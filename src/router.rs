//! Stage router — turns a classified message into an ordered stage plan.
//!
//! Routing is a pure decision over (category, confidence, attachment flag,
//! review flag). The only side effect is an audit log line per decision;
//! task creation happens in the executor after the plan is persisted.

use tracing::{info, warn};

use crate::model::{Category, Stage};

/// Routing rules, parameterized by the confidence gate.
pub struct Router {
    review_threshold: f64,
}

impl Router {
    pub fn new(review_threshold: f64) -> Self {
        Self { review_threshold }
    }

    /// Compute the stage plan for a classified message.
    ///
    /// Rules, in order:
    /// 1. `needs_review` or `confidence` below the threshold routes to
    ///    review and nothing else, regardless of category or attachments.
    /// 2. Attachments prepend `process_attachments` to the category plan.
    /// 3. The category table supplies the remaining stages. An
    ///    unrecognized category with no attachments yields an empty plan;
    ///    the message stays unrouted and is surfaced via the audit log.
    pub fn route(
        &self,
        category: Option<Category>,
        confidence: f64,
        has_attachments: bool,
        needs_review: bool,
    ) -> Vec<Stage> {
        let stages = if needs_review || confidence < self.review_threshold {
            vec![Stage::Review]
        } else {
            let mut stages = Vec::new();
            if has_attachments {
                stages.push(Stage::ProcessAttachments);
            }
            stages.extend(category_stages(category, has_attachments));
            stages
        };

        if stages.is_empty() {
            warn!(
                category = category.map(|c| c.as_str()).unwrap_or("unrecognized"),
                confidence,
                "Routing produced no stages; message left unrouted"
            );
        } else {
            info!(
                category = category.map(|c| c.as_str()).unwrap_or("unrecognized"),
                confidence,
                has_attachments,
                needs_review,
                stages = %join_stages(&stages),
                "Routing decision"
            );
        }

        stages
    }
}

/// The per-category stage table. Attachment handling is resolved by the
/// caller; this only decides what follows it.
fn category_stages(category: Option<Category>, has_attachments: bool) -> Vec<Stage> {
    match category {
        Some(Category::Poptavka) => vec![
            Stage::ParseEmail,
            Stage::OrchestrateOrder,
            Stage::AutoCalculate,
            Stage::GenerateOffer,
        ],
        Some(Category::Objednavka) | Some(Category::Faktura) | Some(Category::InformaceZakazka) => {
            vec![Stage::ParseEmail, Stage::OrchestrateOrder]
        }
        Some(Category::Reklamace) => vec![Stage::ParseEmail, Stage::Escalate],
        Some(Category::ObchodniSdeleni) => vec![Stage::Archive],
        Some(Category::Dotaz) => vec![Stage::OrchestrateOrder, Stage::Notify],
        // An attachment-only message with no attachments is suspect;
        // hand it to a human. With attachments the prepended
        // process_attachments stage is the whole plan.
        Some(Category::Priloha) => {
            if has_attachments {
                vec![]
            } else {
                vec![Stage::Review]
            }
        }
        None => vec![],
    }
}

fn join_stages(stages: &[Stage]) -> String {
    stages
        .iter()
        .map(Stage::as_str)
        .collect::<Vec<_>>()
        .join(",")
}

--- What you need to do ---
Show every line in the listing above that carries the word "message".

--- Answer ---
//! Stage router — turns a classified message into an ordered stage plan.
    /// Compute the stage plan for a classified message.
    ///    the message stays unrouted and is surfaced via the audit log.
                "Routing produced no stages; message left unrouted"
        // An attachment-only message with no attachments is suspect;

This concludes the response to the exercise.